### Exercise directions
What you hand back must match the listing exactly.

### Data to process

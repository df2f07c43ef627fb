//! # Canonical Serialization — JCS-Compatible Byte Production
//!
//! This module defines `CanonicalBytes`, the sole construction path for bytes
//! that are hashed or signed anywhere in the engine: attestation payloads,
//! credential bodies, and certificate bodies.
//!
//! ## Security Invariant
//!
//! The `CanonicalBytes` newtype has a private inner field. The only way to
//! construct it is through `CanonicalBytes::new()` (or `from_value()`), which
//! applies the coercion pipeline before RFC 8785 serialization:
//!
//! 1. **Reject floats**: counts and amounts must be integers or strings.
//!    Floats have non-deterministic number serialization edge cases, and a
//!    signed body that re-serializes differently would fail verification.
//! 2. **Sort object keys recursively**: arrays keep their order.
//! 3. **Compact separators**: no insignificant whitespace.
//!
//! Two records sharing the same field values hash and sign identically,
//! regardless of the order in which their fields were populated.

use serde::Serialize;
use serde_json::Value;

use crate::error::CanonicalizationError;

/// Bytes produced exclusively by JCS canonicalization with float rejection.
///
/// # Invariants
///
/// - The only constructors are `CanonicalBytes::new()` and `from_value()`.
/// - Object keys are sorted at every nesting level.
/// - No floating point numbers appear anywhere in the value tree.
#[derive(Debug, Clone, PartialEq, Eq, Hash)]
pub struct CanonicalBytes(Vec<u8>);

impl CanonicalBytes {
    /// Construct canonical bytes from any serializable value.
    ///
    /// # Errors
    ///
    /// Returns `CanonicalizationError::FloatRejected` if the value contains
    /// float numbers. Returns `CanonicalizationError::SerializationFailed`
    /// if serialization fails.
    pub fn new(obj: &impl Serialize) -> Result<Self, CanonicalizationError> {
        let value = serde_json::to_value(obj)?;
        Self::from_value(value)
    }

    /// Construct canonical bytes from an already-built JSON value.
    ///
    /// Used by callers that need to strip fields (e.g. `proof`) before
    /// canonicalizing.
    pub fn from_value(value: Value) -> Result<Self, CanonicalizationError> {
        let coerced = coerce_json_value(value)?;
        let bytes = serialize_canonical(&coerced)?;
        Ok(Self(bytes))
    }

    /// Access the canonical bytes for digest computation.
    pub fn as_bytes(&self) -> &[u8] {
        &self.0
    }

    /// Returns the length of the canonical byte sequence.
    pub fn len(&self) -> usize {
        self.0.len()
    }

    /// Returns true if the canonical byte sequence is empty.
    pub fn is_empty(&self) -> bool {
        self.0.is_empty()
    }
}

impl AsRef<[u8]> for CanonicalBytes {
    fn as_ref(&self) -> &[u8] {
        &self.0
    }
}

/// Recursively reject floats. Keys are already strings in `serde_json`.
fn coerce_json_value(value: Value) -> Result<Value, CanonicalizationError> {
    match value {
        Value::Null | Value::Bool(_) | Value::String(_) => Ok(value),
        Value::Number(ref n) => {
            if n.is_f64() {
                if let Some(f) = n.as_f64() {
                    return Err(CanonicalizationError::FloatRejected(f));
                }
            }
            Ok(value)
        }
        Value::Object(map) => {
            let mut coerced = serde_json::Map::new();
            for (k, v) in map {
                coerced.insert(k, coerce_json_value(v)?);
            }
            Ok(Value::Object(coerced))
        }
        Value::Array(arr) => {
            let coerced: Result<Vec<_>, _> = arr.into_iter().map(coerce_json_value).collect();
            Ok(Value::Array(coerced?))
        }
    }
}

/// Serialize a JSON value in JCS-canonical form (RFC 8785).
fn serialize_canonical(value: &Value) -> Result<Vec<u8>, CanonicalizationError> {
    let s = serde_jcs::to_string(value)?;
    Ok(s.into_bytes())
}


#[cfg(test)]
mod proptests {
    use super::*;
    use proptest::prelude::*;

    fn json_value_no_floats() -> impl Strategy<Value = Value> {
        let leaf = prop_oneof![
            Just(Value::Null),
            any::<bool>().prop_map(Value::Bool),
            any::<i64>().prop_map(|n| serde_json::json!(n)),
            "[a-zA-Z0-9_ ]{0,40}".prop_map(Value::String),
        ];
        leaf.prop_recursive(4, 64, 8, |inner| {
            prop_oneof![
                prop::collection::vec(inner.clone(), 0..8).prop_map(Value::Array),
                prop::collection::btree_map("[a-z]{1,10}", inner, 0..8).prop_map(|m| {
                    Value::Object(m.into_iter().collect())
                }),
            ]
        })
    }

    proptest! {
        #[test]
        fn canonical_bytes_deterministic(value in json_value_no_floats()) {
            let a = CanonicalBytes::new(&value).unwrap();
            let b = CanonicalBytes::new(&value).unwrap();
            prop_assert_eq!(a.as_bytes(), b.as_bytes());
        }

        #[test]
        fn canonical_bytes_reparse_to_same_value(value in json_value_no_floats()) {
            let cb = CanonicalBytes::new(&value).unwrap();
            let parsed: Value = serde_json::from_slice(cb.as_bytes()).unwrap();
            prop_assert_eq!(parsed, value);
        }

        #[test]
        fn canonicalization_is_idempotent(value in json_value_no_floats()) {
            let once = CanonicalBytes::new(&value).unwrap();
            let reparsed: Value = serde_json::from_slice(once.as_bytes()).unwrap();
            let twice = CanonicalBytes::new(&reparsed).unwrap();
            prop_assert_eq!(once, twice);
        }
    }
}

### Result of the task
repository df2f07c43ef627fb
//! # Canonical Serialization — JCS-Compatible Byte Production
//!
//! This module defines `CanonicalBytes`, the sole construction path for bytes
//! that are hashed or signed anywhere in the engine: attestation payloads,
//! credential bodies, and certificate bodies.
//!
//! ## Security Invariant
//!
//! The `CanonicalBytes` newtype has a private inner field. The only way to
//! construct it is through `CanonicalBytes::new()` (or `from_value()`), which
//! applies the coercion pipeline before RFC 8785 serialization:
//!
//! 1. **Reject floats**: counts and amounts must be integers or strings.
//!    Floats have non-deterministic number serialization edge cases, and a
//!    signed body that re-serializes differently would fail verification.
//! 2. **Sort object keys recursively**: arrays keep their order.
//! 3. **Compact separators**: no insignificant whitespace.
//!
//! Two records sharing the same field values hash and sign identically,
//! regardless of the order in which their fields were populated.

use serde::Serialize;
use serde_json::Value;

use crate::error::CanonicalizationError;

/// Bytes produced exclusively by JCS canonicalization with float rejection.
///
/// # Invariants
///
/// - The only constructors are `CanonicalBytes::new()` and `from_value()`.
/// - Object keys are sorted at every nesting level.
/// - No floating point numbers appear anywhere in the value tree.
#[derive(Debug, Clone, PartialEq, Eq, Hash)]
pub struct CanonicalBytes(Vec<u8>);

impl CanonicalBytes {
    /// Construct canonical bytes from any serializable value.
    ///
    /// # Errors
    ///
    /// Returns `CanonicalizationError::FloatRejected` if the value contains
    /// float numbers. Returns `CanonicalizationError::SerializationFailed`
    /// if serialization fails.
    pub fn new(obj: &impl Serialize) -> Result<Self, CanonicalizationError> {
        let value = serde_json::to_value(obj)?;
        Self::from_value(value)
    }

    /// Construct canonical bytes from an already-built JSON value.
    ///
    /// Used by callers that need to strip fields (e.g. `proof`) before
    /// canonicalizing.
    pub fn from_value(value: Value) -> Result<Self, CanonicalizationError> {
        let coerced = coerce_json_value(value)?;
        let bytes = serialize_canonical(&coerced)?;
        Ok(Self(bytes))
    }

    /// Access the canonical bytes for digest computation.
    pub fn as_bytes(&self) -> &[u8] {
        &self.0
    }

    /// Returns the length of the canonical byte sequence.
    pub fn len(&self) -> usize {
        self.0.len()
    }

    /// Returns true if the canonical byte sequence is empty.
    pub fn is_empty(&self) -> bool {
        self.0.is_empty()
    }
}

impl AsRef<[u8]> for CanonicalBytes {
    fn as_ref(&self) -> &[u8] {
        &self.0
    }
}

/// Recursively reject floats. Keys are already strings in `serde_json`.
fn coerce_json_value(value: Value) -> Result<Value, CanonicalizationError> {
    match value {
        Value::Null | Value::Bool(_) | Value::String(_) => Ok(value),
        Value::Number(ref n) => {
            if n.is_f64() {
                if let Some(f) = n.as_f64() {
                    return Err(CanonicalizationError::FloatRejected(f));
                }
            }
            Ok(value)
        }
        Value::Object(map) => {
            let mut coerced = serde_json::Map::new();
            for (k, v) in map {
                coerced.insert(k, coerce_json_value(v)?);
            }
            Ok(Value::Object(coerced))
        }
        Value::Array(arr) => {
            let coerced: Result<Vec<_>, _> = arr.into_iter().map(coerce_json_value).collect();
            Ok(Value::Array(coerced?))
        }
    }
}

/// Serialize a JSON value in JCS-canonical form (RFC 8785).
fn serialize_canonical(value: &Value) -> Result<Vec<u8>, CanonicalizationError> {
    let s = serde_jcs::to_string(value)?;
    Ok(s.into_bytes())
}


#[cfg(test)]
mod proptests {
    use super::*;
    use proptest::prelude::*;

    fn json_value_no_floats() -> impl Strategy<Value = Value> {
        let leaf = prop_oneof![
            Just(Value::Null),
            any::<bool>().prop_map(Value::Bool),
            any::<i64>().prop_map(|n| serde_json::json!(n)),
            "[a-zA-Z0-9_ ]{0,40}".prop_map(Value::String),
        ];
        leaf.prop_recursive(4, 64, 8, |inner| {
            prop_oneof![
                prop::collection::vec(inner.clone(), 0..8).prop_map(Value::Array),
                prop::collection::btree_map("[a-z]{1,10}", inner, 0..8).prop_map(|m| {
                    Value::Object(m.into_iter().collect())
                }),
            ]
        })
    }

    proptest! {
        #[test]
        fn canonical_bytes_deterministic(value in json_value_no_floats()) {
            let a = CanonicalBytes::new(&value).unwrap();
            let b = CanonicalBytes::new(&value).unwrap();
            prop_assert_eq!(a.as_bytes(), b.as_bytes());
        }

        #[test]
        fn canonical_bytes_reparse_to_same_value(value in json_value_no_floats()) {
            let cb = CanonicalBytes::new(&value).unwrap();
            let parsed: Value = serde_json::from_slice(cb.as_bytes()).unwrap();
            prop_assert_eq!(parsed, value);
        }

        #[test]
        fn canonicalization_is_idempotent(value in json_value_no_floats()) {
            let once = CanonicalBytes::new(&value).unwrap();
            let reparsed: Value = serde_json::from_slice(once.as_bytes()).unwrap();
            let twice = CanonicalBytes::new(&reparsed).unwrap();
            prop_assert_eq!(once, twice);
        }
    }
}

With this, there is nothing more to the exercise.